After reading piles of stories on the upcoming IPO, I thought it helpful to share some insights on the process of initial public offerings and factors you might consider in making investment decisions. And remember, whether it be FB or any other investment, a good investment is one that fits your overall investment strategy, which in turn fits your financial plan. It’s not the other way around.
After reading piles of stories on the upcoming IPO, I thought it helpful to share some insights on the process of initial public offerings, and factors you might consider in making investment decisions.
IPO’s are a sure thing, right? Google’s share price leapt 7-fold since it’s IPO in 2004. Outstanding! But we tend to remember the winners and forget the losers. Hear of Boston Chicken’s IPO in ’93 (now called Boston Market)? Most people were surprised the day it went public. Shares were priced at $20, market opened at $40, and closed just shy of $50.
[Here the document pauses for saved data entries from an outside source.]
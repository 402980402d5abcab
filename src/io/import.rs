//! CSV import of input series (prices, loads, production).

use std::fs::File;
use std::io::Read;
use std::path::Path;

use crate::error::{Error, Result};

/// Reads one numeric column from a CSV file.
///
/// A header row is optional and detected by its first selected field not
/// parsing as a number. `column` picks a column by header name; without it
/// the last column is used, so both bare value lists and `datetime,value`
/// files work.
///
/// # Errors
///
/// Returns [`Error::Series`] if the file cannot be read, the column is
/// missing or a value is not a number.
pub fn read_series(path: &Path, column: Option<&str>) -> Result<Vec<f64>> {
    let file = File::open(path).map_err(|e| series_error(path, e.to_string()))?;
    parse_series(file, column).map_err(|message| series_error(path, message))
}

/// Parses one numeric column from CSV text. See [`read_series`].
///
/// # Errors
///
/// Returns a description of the first problem found.
pub fn parse_series(reader: impl Read, column: Option<&str>) -> Result<Vec<f64>, String> {
    let mut rdr = csv::ReaderBuilder::new()
        .has_headers(false)
        .trim(csv::Trim::All)
        .flexible(true)
        .from_reader(reader);

    let mut records = rdr.records().enumerate();
    let Some((_, first)) = records.next() else {
        return Ok(Vec::new());
    };
    let first = first.map_err(|e| e.to_string())?;

    let index = match column {
        Some(name) => first
            .iter()
            .position(|h| h == name)
            .ok_or_else(|| format!("no column named \"{name}\""))?,
        None => first.len().saturating_sub(1),
    };

    let mut values = Vec::new();
    match first.get(index).map(str::parse::<f64>) {
        Some(Ok(v)) if column.is_none() => values.push(v),
        // Header row.
        _ => {}
    }

    for (i, record) in records {
        let record = record.map_err(|e| e.to_string())?;
        let field = record
            .get(index)
            .ok_or_else(|| format!("line {}: missing column {}", i + 1, index + 1))?;
        let value = field
            .parse::<f64>()
            .map_err(|_| format!("line {}: \"{field}\" is not a number", i + 1))?;
        values.push(value);
    }
    Ok(values)
}

fn series_error(path: &Path, message: String) -> Error {
    Error::Series {
        path: path.to_path_buf(),
        message,
    }
}
//! Common types and helpers for synthetic input profiles.

use rand::{Rng, rngs::StdRng};

/// Minutes in one day.
pub const MINUTES_PER_DAY: u32 = 24 * 60;

/// A generator of one synthetic input series.
///
/// Profiles only feed the dispatch strategies with demo inputs; the
/// simulation itself never draws random numbers.
pub trait Profile {
    /// Returns the value at the specified time step.
    ///
    /// # Arguments
    ///
    /// * `step` - Index of the step since the start of the series
    fn value_at(&mut self, step: usize) -> f64;

    /// Returns a human-readable type name for the profile.
    fn profile_type(&self) -> &'static str;

    /// Samples the first `steps` values.
    fn sample(&mut self, steps: usize) -> Vec<f64> {
        (0..steps).map(|t| self.value_at(t)).collect()
    }
}

/// Position of `step` within its day, in hours `[0, 24)`.
pub fn hour_of_day(step: usize, step_minutes: u32) -> f64 {
    let minutes = (step as u64 * u64::from(step_minutes)) % u64::from(MINUTES_PER_DAY);
    minutes as f64 / 60.0
}

/// Half-cosine daylight shape: 0 outside `[sunrise, sunset)`, 1 at solar noon.
pub fn daylight_frac(hour: f64, sunrise_hour: f64, sunset_hour: f64) -> f64 {
    if hour < sunrise_hour || hour >= sunset_hour {
        return 0.0;
    }
    let pos = (hour - sunrise_hour) / (sunset_hour - sunrise_hour);
    (std::f64::consts::PI * pos).sin().max(0.0)
}

/// Utility function to generate Gaussian noise using Box-Muller transform.
///
/// # Arguments
///
/// * `rng` - Random number generator
/// * `std_dev` - Standard deviation of the noise
///
/// # Returns
///
/// Random value from a Gaussian distribution with mean 0 and specified standard deviation
pub fn gaussian_noise(rng: &mut StdRng, std_dev: f64) -> f64 {
    if std_dev <= 0.0 {
        return 0.0;
    }

    let u1: f64 = rng.random::<f64>().clamp(1e-12, 1.0);
    let u2: f64 = rng.random::<f64>();
    let z0 = (-2.0 * u1.ln()).sqrt() * (2.0 * std::f64::consts::PI * u2).cos();
    z0 * std_dev
}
I couldn’t buy shares at the IPO. There were a limited number (about 11% of the total outstanding) offered by brokerage firms (“underwriters”) – akin to getting tickets to the Presidential Ball. It was risky to chase a stock that ‘experts’ had mispriced. The company (barely profitable after 3 years of losses) missed nearly $38M in cash at the IPO and brokerage firms blew another $2M in commissions. And we expected downward pricing pressure as more shares came to market in 3-6 months. (IPO’s generally have a lock-out or “cooling off period” until privately held shares may be sold).
The company filed for bankruptcy 5 years later.
Four criteria for a good stock include:
• Hugely competitive advantage
• Superb management
• Solid growth plans
• Attractively priced relative to peers (industry)
Some things to consider from reports written on the FB offering documents (I haven’t read the 213 page S-1 filing):
• FB is a significant force in social media– Can they maintain their ubiquity in a creative and changing world? AOL and Yahoo didn’t.
• Will new players be needed to replace key folks who become multi-millionaires and decide time to move on?
• Assuming a $100B valuation, P/E ratio estimates range 77 – 100. (Google is about 20x with $100B in cash).
• Other than cashing out some venture capitalists, will it lead to exploitation of users with more ads and sharing of user info?
• Investors may have to wait until April or May when FB is publicly traded
This isn’t a recommendation to buy (or avoid) the shares. Perhaps it is better to have realistic expectations and wait for the hype to settle. Meanwhile, I’m off to make some whacky Super Bowl prop bets – Madonna wears fishnets and the Gatorade shower isn’t colored red.